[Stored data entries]

= = = =

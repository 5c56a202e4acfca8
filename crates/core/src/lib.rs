//! Marketplace Core - Shared types library.
//!
//! This crate provides common types used across the marketplace client:
//! - `client` - HTTP client, session storage and views
//! - `cli` - Terminal front end
//!
//! # Architecture
//!
//! The core crate contains only types and pure state - no I/O, no HTTP
//! clients. This keeps it lightweight and allows it to be used anywhere.
//!
//! # Modules
//!
//! - [`types`] - Newtype wrappers for IDs, prices, emails, plus the product,
//!   session and page cursor models

#![cfg_attr(not(test), forbid(unsafe_code))]

pub mod types;

pub use types::*;
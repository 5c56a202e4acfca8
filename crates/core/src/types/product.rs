//! Marketplace product listing.

use serde::{Deserialize, Serialize};

use super::{Price, ProductId};

/// A product as returned by the backend.
///
/// The client never mutates these; each page fetch produces fresh copies.
#[derive(Debug, Clone, PartialEq, Eq, Serialize, Deserialize)]
pub struct Product {
    pub id: ProductId,
    pub name: String,
    pub description: String,
    pub price: Price,
    pub quantity: i32,
    /// Image reference. Older listing endpoints call this `image_url`.
    #[serde(default, alias = "image_url")]
    pub image: Option<String>,
    /// Address of the seller, when the backend joins it in.
    #[serde(default, alias = "full_address")]
    pub owner_address: Option<String>,
}

#[cfg(test)]
#[allow(clippy::unwrap_used)]
mod tests {
    use super::*;

    #[test]
    fn test_deserialize_listing_shape() {
        let json = r#"{
            "id": 1,
            "name": "Lamp",
            "description": "Brass desk lamp",
            "price": 49.9,
            "quantity": 3,
            "image_url": "lamp.png"
        }"#;
        let product: Product = serde_json::from_str(json).unwrap();
        assert_eq!(product.id, ProductId::new(1));
        assert_eq!(product.price.to_string(), "49.90");
        assert_eq!(product.image.as_deref(), Some("lamp.png"));
        assert_eq!(product.owner_address, None);
    }

    #[test]
    fn test_deserialize_dashboard_shape() {
        let json = r#"{
            "id": 9,
            "name": "Chair",
            "description": "Oak",
            "price": 120,
            "quantity": 1,
            "image": "chair.jpg",
            "owner_address": "12 Herzl St, Haifa, Israel"
        }"#;
        let product: Product = serde_json::from_str(json).unwrap();
        assert_eq!(product.image.as_deref(), Some("chair.jpg"));
        assert_eq!(
            product.owner_address.as_deref(),
            Some("12 Herzl St, Haifa, Israel")
        );
    }

    #[test]
    fn test_missing_image_is_none() {
        let json = r#"{"id":2,"name":"x","description":"y","price":1.0,"quantity":0}"#;
        let product: Product = serde_json::from_str(json).unwrap();
        assert!(product.image.is_none());
    }
}
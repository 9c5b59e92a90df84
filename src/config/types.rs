use serde::{Deserialize, Serialize};

/// Root configuration container.
#[derive(Debug, Clone, Serialize, Deserialize, Default)]
pub struct Config {
    #[serde(default)]
    pub ui: UiConfig,
    #[serde(default)]
    pub avatars: AvatarConfig,
}

/// Presentation and ambient knobs.
///
/// Structural rules (slot and roster ceilings, the counter floor) are
/// constants in the feature modules, not configuration.
#[derive(Debug, Clone, Serialize, Deserialize)]
pub struct UiConfig {
    /// Event-loop tick interval in milliseconds.
    #[serde(default = "default_tick_rate_ms")]
    pub tick_rate_ms: u64,
    /// Delay between the visual clear and the structural board reset.
    #[serde(default = "default_reset_delay_ms")]
    pub reset_delay_ms: u64,
    /// Default tracing filter; `--log-filter` and `RUST_LOG` take
    /// precedence.
    #[serde(default = "default_log_filter")]
    pub log_filter: String,
}

/// Avatar presets cycled through as players join.
#[derive(Debug, Clone, Serialize, Deserialize)]
pub struct AvatarConfig {
    #[serde(default = "default_avatar_presets")]
    pub presets: Vec<String>,
}

fn default_tick_rate_ms() -> u64 {
    250
}

fn default_reset_delay_ms() -> u64 {
    800
}

fn default_log_filter() -> String {
    "duelcalc=info".to_string()
}

fn default_avatar_presets() -> Vec<String> {
    (1..=5).map(|i| format!("avatars/avatar{}.png", i)).collect()
}

impl Default for UiConfig {
    fn default() -> Self {
        Self {
            tick_rate_ms: default_tick_rate_ms(),
            reset_delay_ms: default_reset_delay_ms(),
            log_filter: default_log_filter(),
        }
    }
}

impl Default for AvatarConfig {
    fn default() -> Self {
        Self {
            presets: default_avatar_presets(),
        }
    }
}
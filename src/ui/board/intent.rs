use crate::ui::mvi::Intent;

use super::state::RowId;

/// User gestures on the duel board.
#[derive(Debug, Clone)]
pub enum BoardIntent {
    /// Commit a calculator result into the slot at `index`.
    Confirm {
        row: RowId,
        index: usize,
        value: i64,
    },
    /// Drop a dragged slot. `dest` carries the raw drop target as delivered
    /// by the gesture source; `None` means the drop landed outside any row.
    Reorder {
        row: RowId,
        source: usize,
        dest: Option<(RowId, usize)>,
    },
    /// Replace the row with a single fresh add-slot.
    ResetRow { row: RowId },
}

impl Intent for BoardIntent {}
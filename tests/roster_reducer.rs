use duelcalc::ui::mvi::Reducer;
use duelcalc::ui::roster::{RosterIntent, RosterReducer, RosterState, MAX_PLAYERS};
use uuid::Uuid;

fn presets() -> Vec<String> {
    vec!["a.png".to_string(), "b.png".to_string(), "c.png".to_string()]
}

fn add(state: RosterState) -> RosterState {
    RosterReducer::reduce(state, RosterIntent::AddPlayer { presets: presets() })
}

fn bump_score(state: RosterState, id: Uuid, delta: i64) -> RosterState {
    RosterReducer::reduce(state, RosterIntent::AdjustScore { id, delta })
}

fn display_names(state: &RosterState) -> Vec<String> {
    state
        .display_players()
        .iter()
        .map(|p| p.name.clone())
        .collect()
}

// -- add ----------------------------------------------------------------------

#[test]
fn add_assigns_default_name_and_zero_score() {
    let state = add(RosterState::default());
    assert_eq!(state.players.len(), 1);
    assert_eq!(state.players[0].name, "Player 1");
    assert_eq!(state.players[0].score, 0);
}

#[test]
fn default_names_follow_position_at_add_time() {
    let state = add(add(add(RosterState::default())));
    let names: Vec<&str> = state.players.iter().map(|p| p.name.as_str()).collect();
    assert_eq!(names, ["Player 1", "Player 2", "Player 3"]);
}

#[test]
fn avatars_cycle_through_presets() {
    let mut state = RosterState::default();
    for _ in 0..4 {
        state = add(state);
    }
    let avatars: Vec<&str> = state.players.iter().map(|p| p.avatar.as_str()).collect();
    assert_eq!(avatars, ["a.png", "b.png", "c.png", "a.png"]);
}

#[test]
fn eleventh_add_is_a_noop() {
    let mut state = RosterState::default();
    for _ in 0..11 {
        state = add(state);
    }
    assert_eq!(state.players.len(), MAX_PLAYERS);
    assert_eq!(state.players.last().unwrap().name, "Player 10");
}

// -- field updates ------------------------------------------------------------

#[test]
fn scores_step_unbounded_below_zero() {
    let state = add(RosterState::default());
    let id = state.players[0].id;
    let state = bump_score(state, id, -3);
    assert_eq!(state.players[0].score, -3);
}

#[test]
fn unknown_id_updates_are_noops() {
    let before = add(RosterState::default());
    let after = RosterReducer::reduce(
        before.clone(),
        RosterIntent::AdjustScore {
            id: Uuid::new_v4(),
            delta: 1,
        },
    );
    assert_eq!(after, before);
}

#[test]
fn rename_replaces_the_text() {
    let state = add(RosterState::default());
    let id = state.players[0].id;
    let state = RosterReducer::reduce(
        state,
        RosterIntent::Rename {
            id,
            name: "The Reaper".to_string(),
        },
    );
    assert_eq!(state.players[0].name, "The Reaper");
}

#[test]
fn set_avatar_stores_an_external_reference() {
    let state = add(RosterState::default());
    let id = state.players[0].id;
    let state = RosterReducer::reduce(
        state,
        RosterIntent::SetAvatar {
            id,
            avatar: "file:///tmp/upload-20260807.png".to_string(),
        },
    );
    assert_eq!(state.players[0].avatar, "file:///tmp/upload-20260807.png");
}

// -- display-order snapshot ---------------------------------------------------

#[test]
fn snapshot_orders_by_score_descending() {
    let state = add(add(RosterState::default()));
    let a = state.players[0].id;
    let b = state.players[1].id;
    let state = bump_score(state, a, 5);
    let state = bump_score(state, b, 10);
    let state = RosterReducer::reduce(state, RosterIntent::SnapshotOrder);
    assert_eq!(display_names(&state), ["Player 2", "Player 1"]);

    // Flip the scores back: the snapshot does not move.
    let state = bump_score(state, a, 20);
    assert_eq!(display_names(&state), ["Player 2", "Player 1"]);
}

#[test]
fn late_joiners_append_after_the_snapshot() {
    let state = add(add(RosterState::default()));
    let a = state.players[0].id;
    let b = state.players[1].id;
    let state = bump_score(state, a, 10);
    let state = bump_score(state, b, 5);
    let state = RosterReducer::reduce(state, RosterIntent::SnapshotOrder);

    // A higher-scoring newcomer still lands at the end.
    let state = add(state);
    let c = state.players[2].id;
    let state = bump_score(state, c, 20);
    assert_eq!(
        display_names(&state),
        ["Player 1", "Player 2", "Player 3"]
    );
}

#[test]
fn snapshot_ties_keep_first_sight_order() {
    let state = add(add(RosterState::default()));
    let state = RosterReducer::reduce(state, RosterIntent::SnapshotOrder);
    assert_eq!(display_names(&state), ["Player 1", "Player 2"]);
}

// -- reset --------------------------------------------------------------------

#[test]
fn reset_clears_players_and_order() {
    let state = add(add(RosterState::default()));
    let state = RosterReducer::reduce(state, RosterIntent::SnapshotOrder);
    let state = RosterReducer::reduce(state, RosterIntent::Reset);
    assert!(state.players.is_empty());
    assert!(state.display_order.is_empty());
}
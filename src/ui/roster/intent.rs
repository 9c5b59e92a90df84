use crate::ui::mvi::Intent;
use uuid::Uuid;

/// User actions on the points screen.
#[derive(Debug, Clone)]
pub enum RosterIntent {
    /// Append a player with a default name and the next preset avatar,
    /// cycling through `presets` by roster size.
    AddPlayer { presets: Vec<String> },
    /// Step a player's score. Unbounded in both directions.
    AdjustScore { id: Uuid, delta: i64 },
    Rename { id: Uuid, name: String },
    SetAvatar { id: Uuid, avatar: String },
    /// Capture the display order from score-descending order. Dispatched
    /// when the points screen is entered, never while it stays open.
    SnapshotOrder,
    /// Clear the roster and its display order.
    Reset,
}

impl Intent for RosterIntent {}
use crate::ui::app::{App, Screen};
use crate::ui::theme::{GLOBAL_BORDER, HEADER_TEXT};
use ratatui::layout::{Alignment, Rect};
use ratatui::style::{Modifier, Style};
use ratatui::text::{Line, Span};
use ratatui::widgets::{Block, Borders, Paragraph};

const VERSION: &str = env!("CARGO_PKG_VERSION");

pub struct Footer;

impl Default for Footer {
    fn default() -> Self {
        Self::new()
    }
}

impl Footer {
    pub fn new() -> Self {
        Self
    }

    pub fn widget(&self, app: &App, area: Rect) -> Paragraph<'static> {
        let hints = match app.screen() {
            Screen::Board => {
                " Enter: edit │ Space: move │ [/]: round │ r: reset │ p: points │ q: quit"
            }
            Screen::Points => {
                " +/-: score │ n: rename │ v: avatar │ a: add │ [/]: cycle │ r: reset │ b: board"
            }
        };
        let version = format!("v{} ", VERSION);

        // Calculate padding using char count, not byte count (for Unicode)
        let hints_width = hints.chars().count();
        let version_width = version.chars().count();
        let content_width = area.width.saturating_sub(2) as usize; // minus borders
        let padding = content_width
            .saturating_sub(hints_width)
            .saturating_sub(version_width);

        let text_style = Style::default().fg(HEADER_TEXT).add_modifier(Modifier::DIM);

        let line = Line::from(vec![
            Span::styled(hints, text_style),
            Span::styled(" ".repeat(padding), text_style),
            Span::styled(version, text_style),
        ]);

        Paragraph::new(line)
            .style(text_style)
            .alignment(Alignment::Left)
            .block(
                Block::default()
                    .borders(Borders::ALL)
                    .border_style(Style::default().fg(GLOBAL_BORDER)),
            )
    }
}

= = = =

Work order: The word "Modifier" appears in some of the lines above. Copy those lines.

Answer to the exercise:
use ratatui::style::{Modifier, Style};
        let text_style = Style::default().fg(HEADER_TEXT).add_modifier(Modifier::DIM);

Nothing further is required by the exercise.